The three in vivo PDAC models showed different intra-tumoural GdPC/dFdCTP ratios that inversely correlated with CTP concentrations, a feature that was explained by the inhibition of GdPC formation by CTP observed in vitro using tumour homogenates. It is, however, not clear why there are differences in the CTP concentrations. An important difference of the models used relates to their stromal component. The fact that we are able to detect GdPC in both subcutaneous xenografts (which have little stroma) and the authochthonous PDAC in KPC mice (with extensive stroma) suggests that its production is not specific to tumour stroma.

The greater efficacy of dFdC in the K8484 allografts and the predominance of GDPC over dFdCTP in this model implicated GdPC as a possible cytotoxic metabolite, so that mechanism was investigated in cells in vitro.

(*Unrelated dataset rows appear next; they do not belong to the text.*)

//! Provider event decoding.
//!
//! The raw webhook body is decoded exactly once, at the ingress boundary,
//! into a tagged [`ProviderEvent`]. Unknown event types land in an explicit
//! [`ProviderEvent::Unknown`] arm so new provider event types are
//! acknowledged without processing instead of failing delivery.

use chrono::{DateTime, TimeZone, Utc};
use serde::Deserialize;
use uuid::Uuid;

use crate::error::GatewayError;

/// Canonical record of a received provider event, persisted verbatim in the
/// idempotency ledger for audit and replay.
#[derive(Debug, Clone)]
pub struct EventRecord {
    /// Provider-assigned event id, globally unique per account.
    pub event_id: String,
    /// Provider event type string (e.g. `"payment_intent.succeeded"`).
    pub event_type: String,
    /// When the provider created the event.
    pub occurred_at: DateTime<Utc>,
    /// Opaque payload snapshot.
    pub payload: serde_json::Value,
}

/// A decoded provider event, one variant per type the reconciliation state
/// machine understands.
#[derive(Debug, Clone, PartialEq, Eq)]
pub enum ProviderEvent {
    /// Hosted checkout completed; carries the identifiers to record on the
    /// transaction. Not yet proof of captured funds.
    CheckoutSessionCompleted {
        /// Hosted session id.
        session_id: String,
        /// Payment intent id, if already attached by the provider.
        payment_intent_id: Option<String>,
        /// Challenge correlation id from the session metadata.
        challenge_id: Uuid,
    },
    /// Funds captured for a payment intent.
    PaymentSucceeded {
        /// Payment intent id.
        payment_intent_id: String,
        /// Challenge correlation id from the intent metadata.
        challenge_id: Uuid,
        /// Amount the provider reports as captured, in minor units.
        amount_minor: i64,
    },
    /// Payment attempt failed (declined, abandoned, charged back).
    PaymentFailed {
        /// Payment intent id. Failure handling is keyed by this id alone,
        /// never by challenge id, so a stale failure can not disturb a newer
        /// attempt on the same challenge.
        payment_intent_id: String,
    },
    /// Hosted checkout session passed its expiry without completing.
    CheckoutSessionExpired {
        /// Hosted session id.
        session_id: String,
    },
    /// Any event type the state machine does not understand. Recorded in
    /// the ledger and acknowledged, otherwise ignored.
    Unknown {
        /// Provider event type string.
        event_type: String,
    },
}

/// Raw provider envelope: `{id, type, created, data: {object}}`.
#[derive(Debug, Deserialize)]
struct RawEvent {
    id: String,
    #[serde(rename = "type")]
    event_type: String,
    #[serde(default)]
    created: i64,
    data: RawData,
}

#[derive(Debug, Deserialize)]
struct RawData {
    object: serde_json::Value,
}

#[derive(Debug, Deserialize)]
struct RawSession {
    id: String,
    #[serde(default)]
    payment_intent: Option<String>,
    metadata: RawMetadata,
}

#[derive(Debug, Deserialize)]
struct RawIntent {
    id: String,
    #[serde(default)]
    amount_received: i64,
    metadata: RawMetadata,
}

#[derive(Debug, Deserialize)]
struct RawIntentRef {
    id: String,
}

#[derive(Debug, Deserialize)]
struct RawExpiredSession {
    id: String,
}

#[derive(Debug, Deserialize)]
struct RawMetadata {
    challenge_id: Uuid,
}

/// Decodes a verified raw webhook body into its ledger record and typed
/// event.
///
/// # Errors
///
/// Returns [`GatewayError::InvalidRequest`] when the envelope is not valid
/// JSON, or when a known event type carries a payload missing the fields
/// the state machine needs (a permanent, non-retryable condition).
pub fn decode_event(raw: &[u8]) -> Result<(EventRecord, ProviderEvent), GatewayError> {
    let envelope: RawEvent = serde_json::from_slice(raw)
        .map_err(|e| GatewayError::InvalidRequest(format!("malformed event envelope: {e}")))?;

    let occurred_at = Utc
        .timestamp_opt(envelope.created, 0)
        .single()
        .unwrap_or_else(Utc::now);

    let event = classify(&envelope.event_type, &envelope.data.object)?;

    let record = EventRecord {
        event_id: envelope.id,
        event_type: envelope.event_type,
        occurred_at,
        payload: envelope.data.object,
    };
    Ok((record, event))
}

fn classify(
    event_type: &str,
    object: &serde_json::Value,
) -> Result<ProviderEvent, GatewayError> {
    let bad_payload =
        |e: serde_json::Error| GatewayError::InvalidRequest(format!("{event_type}: {e}"));

    match event_type {
        "checkout.session.completed" => {
            let session: RawSession =
                serde_json::from_value(object.clone()).map_err(bad_payload)?;
            Ok(ProviderEvent::CheckoutSessionCompleted {
                session_id: session.id,
                payment_intent_id: session.payment_intent,
                challenge_id: session.metadata.challenge_id,
            })
        }
        "payment_intent.succeeded" => {
            let intent: RawIntent = serde_json::from_value(object.clone()).map_err(bad_payload)?;
            Ok(ProviderEvent::PaymentSucceeded {
                payment_intent_id: intent.id,
                challenge_id: intent.metadata.challenge_id,
                amount_minor: intent.amount_received,
            })
        }
        "payment_intent.payment_failed" => {
            let intent: RawIntentRef =
                serde_json::from_value(object.clone()).map_err(bad_payload)?;
            Ok(ProviderEvent::PaymentFailed {
                payment_intent_id: intent.id,
            })
        }
        "checkout.session.expired" => {
            let session: RawExpiredSession =
                serde_json::from_value(object.clone()).map_err(bad_payload)?;
            Ok(ProviderEvent::CheckoutSessionExpired {
                session_id: session.id,
            })
        }
        other => Ok(ProviderEvent::Unknown {
            event_type: other.to_string(),
        }),
    }
}
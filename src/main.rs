//! pledge-gateway server entry point.
//!
//! Starts the Axum HTTP server with the REST and webhook endpoints.

use std::sync::Arc;

use anyhow::Context;
use axum::Router;
use tower_http::cors::CorsLayer;
use tower_http::trace::TraceLayer;
use tracing_subscriber::EnvFilter;

use pledge_gateway::api;
use pledge_gateway::app_state::AppState;
use pledge_gateway::config::{GatewayConfig, StoreBackend};
use pledge_gateway::ingress::SignatureVerifier;
use pledge_gateway::persistence::{MemoryStore, PledgeStore, PostgresStore};
use pledge_gateway::provider::{CheckoutProvider, HttpCheckoutProvider};
use pledge_gateway::service::{ChallengeService, CheckoutService, ReconciliationService};

#[tokio::main]
async fn main() -> anyhow::Result<()> {
    // Initialize tracing
    tracing_subscriber::fmt()
        .with_env_filter(
            EnvFilter::try_from_default_env().unwrap_or_else(|_| EnvFilter::new("info")),
        )
        .init();

    // Load configuration
    let config = GatewayConfig::from_env()
        .map_err(|e| anyhow::anyhow!("{e}"))
        .context("loading configuration")?;
    let config = Arc::new(config);
    tracing::info!(addr = %config.listen_addr, "starting pledge-gateway");

    // Build the storage backend
    let store: Arc<dyn PledgeStore> = match config.store_backend {
        StoreBackend::Postgres => Arc::new(
            PostgresStore::connect(&config)
                .await
                .context("connecting to postgres")?,
        ),
        StoreBackend::Memory => {
            tracing::warn!("running on the in-memory store; state is lost on restart");
            Arc::new(MemoryStore::new())
        }
    };

    // Outbound provider client
    let provider: Arc<dyn CheckoutProvider> = Arc::new(HttpCheckoutProvider::new(
        config.provider_api_base.clone(),
        config.provider_secret_key.clone(),
    ));

    // Build application state
    let app_state = AppState {
        challenges: Arc::new(ChallengeService::new(
            Arc::clone(&store),
            Arc::clone(&config),
        )),
        checkout: Arc::new(CheckoutService::new(
            Arc::clone(&store),
            provider,
            Arc::clone(&config),
        )),
        reconciliation: Arc::new(ReconciliationService::new(Arc::clone(&store))),
        verifier: Arc::new(SignatureVerifier::new(
            config.webhook_signing_secret.clone(),
            config.signature_tolerance_secs,
        )),
    };

    // Build router
    let app = Router::new()
        .merge(api::build_router())
        .layer(TraceLayer::new_for_http())
        .layer(CorsLayer::permissive())
        .with_state(app_state);

    // Start server
    let listener = tokio::net::TcpListener::bind(config.listen_addr)
        .await
        .context("binding listen address")?;
    tracing::info!(addr = %config.listen_addr, "server listening");

    axum::serve(listener, app).await.context("serving")?;

    Ok(())
}
//! OpenAPI document assembly.

use utoipa::OpenApi;

use super::dto::{
    ChallengeResponse, CheckoutRequest, CheckoutResponse, CreateChallengeRequest,
    DeclareFailureRequest, DeclareSuccessRequest, OutcomeResponse, TransactionView,
};
use super::handlers;

/// Aggregated OpenAPI specification for every endpoint.
#[derive(Debug, OpenApi)]
#[openapi(
    info(
        title = "pledge-gateway",
        description = "Payment reconciliation gateway for the pledge challenge platform"
    ),
    paths(
        handlers::challenge::create_challenge,
        handlers::challenge::get_challenge,
        handlers::challenge::delete_challenge,
        handlers::checkout::initiate_checkout,
        handlers::outcome::declare_success,
        handlers::outcome::declare_failure,
        handlers::webhook::payment_webhook,
        handlers::system::health_handler,
    ),
    components(schemas(
        CreateChallengeRequest,
        ChallengeResponse,
        TransactionView,
        CheckoutRequest,
        CheckoutResponse,
        DeclareSuccessRequest,
        DeclareFailureRequest,
        OutcomeResponse,
        handlers::webhook::WebhookAck,
        crate::error::ErrorResponse,
        crate::error::ErrorBody,
    ))
)]
pub struct ApiDoc;

/// Returns the assembled OpenAPI document.
#[must_use]
pub fn openapi() -> utoipa::openapi::OpenApi {
    ApiDoc::openapi()
}
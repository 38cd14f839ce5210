//! Challenge entity and its status state machine.

use std::fmt;

use chrono::{DateTime, Utc};
use uuid::Uuid;

/// Lifecycle status of a challenge.
///
/// `draft → active → {validated | failed}`, plus terminal `expired` set by
/// the periodic sweep. A challenge becomes `active` only through a confirmed
/// payment, and reaches `validated`/`failed` only through an explicit owner
/// declaration.
#[derive(Debug, Clone, Copy, PartialEq, Eq, Hash)]
pub enum ChallengeStatus {
    /// Created, not yet paid. May be deleted by its owner.
    Draft,
    /// Stake confirmed; the challenge is running until `end_date`.
    Active,
    /// Owner declared success before the deadline.
    Validated,
    /// Owner declared failure; the stake goes to the association.
    Failed,
    /// Deadline passed without a declaration.
    Expired,
}

impl ChallengeStatus {
    /// Canonical lowercase wire/storage representation.
    #[must_use]
    pub const fn as_str(self) -> &'static str {
        match self {
            Self::Draft => "draft",
            Self::Active => "active",
            Self::Validated => "validated",
            Self::Failed => "failed",
            Self::Expired => "expired",
        }
    }

    /// Parses the storage representation. Returns `None` for unknown input.
    #[must_use]
    pub fn parse(value: &str) -> Option<Self> {
        match value {
            "draft" => Some(Self::Draft),
            "active" => Some(Self::Active),
            "validated" => Some(Self::Validated),
            "failed" => Some(Self::Failed),
            "expired" => Some(Self::Expired),
            _ => None,
        }
    }

    /// Whether a checkout session may be initiated in this status.
    ///
    /// Payable means not already backed by a confirmed payment and not
    /// validated: `draft` or `failed`.
    #[must_use]
    pub const fn is_payable(self) -> bool {
        matches!(self, Self::Draft | Self::Failed)
    }
}

impl fmt::Display for ChallengeStatus {
    fn fmt(&self, f: &mut fmt::Formatter<'_>) -> fmt::Result {
        f.write_str(self.as_str())
    }
}

/// A personal challenge with a committed monetary stake.
#[derive(Debug, Clone)]
pub struct Challenge {
    /// Challenge identifier.
    pub id: Uuid,
    /// Identity-provider subject of the owner.
    pub user_id: String,
    /// Short title shown on the checkout page.
    pub title: String,
    /// Optional free-text description.
    pub description: Option<String>,
    /// Stake in currency minor units.
    pub amount_minor: i64,
    /// Challenge duration in days; `end_date` derives from it on activation.
    pub duration_days: i32,
    /// When the challenge starts.
    pub start_date: DateTime<Utc>,
    /// Deadline, set to `start_date + duration_days` when the payment is
    /// confirmed. `None` while the challenge is a draft.
    pub end_date: Option<DateTime<Utc>>,
    /// Beneficiary association receiving the stake on failure.
    pub association_id: Uuid,
    /// Free-text note recorded with the outcome declaration.
    pub outcome_note: Option<String>,
    /// Current lifecycle status.
    pub status: ChallengeStatus,
    /// Creation timestamp.
    pub created_at: DateTime<Utc>,
}

/// Fields required to create a draft challenge.
#[derive(Debug, Clone)]
pub struct NewChallenge {
    /// Identity-provider subject of the owner.
    pub user_id: String,
    /// Short title.
    pub title: String,
    /// Optional description.
    pub description: Option<String>,
    /// Stake in currency minor units.
    pub amount_minor: i64,
    /// Duration in days.
    pub duration_days: i32,
    /// Start date.
    pub start_date: DateTime<Utc>,
    /// Beneficiary association.
    pub association_id: Uuid,
}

Ideally, cytotoxic effects of GdPC would have been easily studied by adding increasing concentrations to cultured cells; however, this was not possible because of the instability of GdPC in culture medium, coupled with its chemical structure (charged choline and phosphate groups at physiological pH) which is likely to prevent it from crossing the plasma membrane. Generating the metabolite intracellularly offered a solution to this problem, and this was achieved by combining dFdC with linoleic acid, which is known to activate CCT, resulting in synergistic cytotoxicity. The mechanism of the observed synergistic cytotoxicity accompanying the increased GdPC concentration is not clear. The equivalent metabolite of ara-C at very high concentrations (400 μ M) is thought to cause excessive formation of PtdCho resulting in cell lysis (Daly et al, 1990) but is unlikely to be the case in our study because a 1000-fold lower concentration of dFdC was used. The clinical relevance of our findings is supported by reports of an on-going clinical trial suggesting better outcomes in pancreatic cancer patients treated with dFdC and the fish oil formulation Lipidem (B. Braun Melsungen AG, Melsungen, Germany), one of whose major constituents is linoleic acid (Arshad et al, 2013a, 2013b). We believe that Lipidem may promote formation of the active form of CCT and might also increase tumoural concentrations of GdPC.

In conclusion, we have established GdPC as an important element of the dFdC metabolic pathway in tumour tissue in mouse models of PDAC and shown that its formation may contribute to dFdC cytotoxicity.